[Saved data entries]
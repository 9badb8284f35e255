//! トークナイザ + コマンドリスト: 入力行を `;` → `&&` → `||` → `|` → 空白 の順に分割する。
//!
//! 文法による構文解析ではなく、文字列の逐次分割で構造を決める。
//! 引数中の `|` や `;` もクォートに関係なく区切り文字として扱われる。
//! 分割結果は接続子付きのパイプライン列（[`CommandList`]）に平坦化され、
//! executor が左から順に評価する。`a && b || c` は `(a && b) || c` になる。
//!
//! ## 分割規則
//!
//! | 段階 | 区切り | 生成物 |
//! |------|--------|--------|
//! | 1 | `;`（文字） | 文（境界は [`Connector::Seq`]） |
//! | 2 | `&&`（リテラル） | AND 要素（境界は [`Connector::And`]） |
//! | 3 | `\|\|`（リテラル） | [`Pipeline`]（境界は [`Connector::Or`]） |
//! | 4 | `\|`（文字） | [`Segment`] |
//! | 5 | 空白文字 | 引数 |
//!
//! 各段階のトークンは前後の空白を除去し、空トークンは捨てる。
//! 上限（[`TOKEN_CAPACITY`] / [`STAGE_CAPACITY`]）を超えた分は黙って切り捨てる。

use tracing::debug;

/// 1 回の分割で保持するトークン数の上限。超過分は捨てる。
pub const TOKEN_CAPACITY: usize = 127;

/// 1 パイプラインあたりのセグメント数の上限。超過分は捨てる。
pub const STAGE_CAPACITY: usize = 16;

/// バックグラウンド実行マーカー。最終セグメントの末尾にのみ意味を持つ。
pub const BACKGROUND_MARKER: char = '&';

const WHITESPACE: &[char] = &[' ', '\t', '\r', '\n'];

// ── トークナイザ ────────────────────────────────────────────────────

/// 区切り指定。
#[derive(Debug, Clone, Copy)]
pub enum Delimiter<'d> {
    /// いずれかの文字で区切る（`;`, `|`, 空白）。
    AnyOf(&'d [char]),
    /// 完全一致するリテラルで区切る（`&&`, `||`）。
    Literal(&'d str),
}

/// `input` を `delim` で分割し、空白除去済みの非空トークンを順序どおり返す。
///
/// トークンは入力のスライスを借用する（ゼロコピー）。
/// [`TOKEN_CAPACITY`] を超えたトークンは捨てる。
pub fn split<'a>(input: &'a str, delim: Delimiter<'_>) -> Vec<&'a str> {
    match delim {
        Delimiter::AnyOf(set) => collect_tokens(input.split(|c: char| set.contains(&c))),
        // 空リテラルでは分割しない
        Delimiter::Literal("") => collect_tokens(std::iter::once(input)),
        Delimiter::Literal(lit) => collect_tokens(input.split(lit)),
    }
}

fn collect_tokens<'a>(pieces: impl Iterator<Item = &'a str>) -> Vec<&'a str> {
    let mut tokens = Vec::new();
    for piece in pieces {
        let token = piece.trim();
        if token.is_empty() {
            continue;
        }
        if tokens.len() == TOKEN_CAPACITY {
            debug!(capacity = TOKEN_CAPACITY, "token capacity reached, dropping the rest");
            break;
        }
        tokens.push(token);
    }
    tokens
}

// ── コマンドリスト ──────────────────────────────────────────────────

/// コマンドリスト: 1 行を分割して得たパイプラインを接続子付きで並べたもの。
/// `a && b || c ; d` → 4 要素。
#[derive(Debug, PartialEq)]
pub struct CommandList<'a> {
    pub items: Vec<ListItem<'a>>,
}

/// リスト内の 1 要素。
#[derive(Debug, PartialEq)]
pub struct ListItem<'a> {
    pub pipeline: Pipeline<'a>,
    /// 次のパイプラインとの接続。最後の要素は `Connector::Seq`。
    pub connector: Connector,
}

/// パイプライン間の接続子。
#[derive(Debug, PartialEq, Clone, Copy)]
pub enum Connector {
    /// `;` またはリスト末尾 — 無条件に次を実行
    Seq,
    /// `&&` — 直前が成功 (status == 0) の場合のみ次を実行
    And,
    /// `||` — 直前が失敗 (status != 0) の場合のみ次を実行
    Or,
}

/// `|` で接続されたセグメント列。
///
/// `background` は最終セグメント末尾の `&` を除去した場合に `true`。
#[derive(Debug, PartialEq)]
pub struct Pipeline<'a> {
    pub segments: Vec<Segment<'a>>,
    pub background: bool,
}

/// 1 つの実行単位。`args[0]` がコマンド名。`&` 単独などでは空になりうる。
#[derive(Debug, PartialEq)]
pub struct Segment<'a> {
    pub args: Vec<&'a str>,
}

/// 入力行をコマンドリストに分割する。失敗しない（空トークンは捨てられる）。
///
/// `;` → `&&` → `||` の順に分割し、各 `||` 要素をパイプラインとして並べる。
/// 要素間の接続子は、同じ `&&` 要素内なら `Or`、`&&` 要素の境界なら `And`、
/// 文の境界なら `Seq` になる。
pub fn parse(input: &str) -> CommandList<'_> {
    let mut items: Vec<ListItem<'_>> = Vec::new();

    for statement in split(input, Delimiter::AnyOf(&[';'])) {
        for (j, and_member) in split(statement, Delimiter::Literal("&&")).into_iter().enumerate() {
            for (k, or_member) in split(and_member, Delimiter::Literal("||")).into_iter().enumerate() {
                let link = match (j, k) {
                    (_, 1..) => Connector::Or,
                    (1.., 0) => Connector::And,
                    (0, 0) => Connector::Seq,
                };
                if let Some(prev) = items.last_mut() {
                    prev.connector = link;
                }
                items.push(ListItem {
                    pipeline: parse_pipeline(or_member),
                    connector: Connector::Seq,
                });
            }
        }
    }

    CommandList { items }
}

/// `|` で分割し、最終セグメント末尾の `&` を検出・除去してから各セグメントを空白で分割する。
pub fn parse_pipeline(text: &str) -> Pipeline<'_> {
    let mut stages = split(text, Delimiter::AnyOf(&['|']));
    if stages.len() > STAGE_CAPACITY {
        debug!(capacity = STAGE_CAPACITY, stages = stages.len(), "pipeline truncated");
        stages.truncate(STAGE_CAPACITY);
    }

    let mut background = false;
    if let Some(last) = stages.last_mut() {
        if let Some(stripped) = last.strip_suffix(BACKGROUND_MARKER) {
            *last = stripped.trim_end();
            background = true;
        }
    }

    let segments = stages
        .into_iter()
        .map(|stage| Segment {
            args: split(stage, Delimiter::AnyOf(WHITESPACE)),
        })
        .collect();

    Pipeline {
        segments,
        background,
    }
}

---

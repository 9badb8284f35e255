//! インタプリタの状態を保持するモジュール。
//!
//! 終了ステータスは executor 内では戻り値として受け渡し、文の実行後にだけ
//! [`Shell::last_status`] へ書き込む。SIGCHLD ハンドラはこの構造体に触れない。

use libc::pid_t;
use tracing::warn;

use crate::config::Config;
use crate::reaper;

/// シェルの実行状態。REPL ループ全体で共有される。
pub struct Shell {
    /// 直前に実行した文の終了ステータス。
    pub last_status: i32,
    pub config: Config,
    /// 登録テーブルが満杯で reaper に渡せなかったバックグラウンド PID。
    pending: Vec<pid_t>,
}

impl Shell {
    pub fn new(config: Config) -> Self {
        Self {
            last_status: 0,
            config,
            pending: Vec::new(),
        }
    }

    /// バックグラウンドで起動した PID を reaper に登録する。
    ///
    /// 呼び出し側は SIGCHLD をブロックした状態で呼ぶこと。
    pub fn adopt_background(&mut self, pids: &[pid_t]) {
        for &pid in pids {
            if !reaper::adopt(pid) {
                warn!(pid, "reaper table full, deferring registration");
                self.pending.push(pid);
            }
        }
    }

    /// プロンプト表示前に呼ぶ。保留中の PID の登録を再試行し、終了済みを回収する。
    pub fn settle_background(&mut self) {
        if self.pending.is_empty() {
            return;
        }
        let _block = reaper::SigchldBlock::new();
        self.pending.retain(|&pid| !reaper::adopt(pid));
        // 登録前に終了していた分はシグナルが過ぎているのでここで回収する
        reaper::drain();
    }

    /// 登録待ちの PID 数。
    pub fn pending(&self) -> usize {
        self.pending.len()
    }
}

§ THE TASK
Beginning with the line that has "pub struct Segment<'a>" and ending with the line that has "for statement in", set down the lines above exactly and include no others.

§ RESULT OF THIS EXERCISE
pub struct Segment<'a> {
    pub args: Vec<&'a str>,
}

/// 入力行をコマンドリストに分割する。失敗しない（空トークンは捨てられる）。
///
/// `;` → `&&` → `||` の順に分割し、各 `||` 要素をパイプラインとして並べる。
/// 要素間の接続子は、同じ `&&` 要素内なら `Or`、`&&` 要素の境界なら `And`、
/// 文の境界なら `Seq` になる。
pub fn parse(input: &str) -> CommandList<'_> {
    let mut items: Vec<ListItem<'_>> = Vec::new();

    for statement in split(input, Delimiter::AnyOf(&[';'])) {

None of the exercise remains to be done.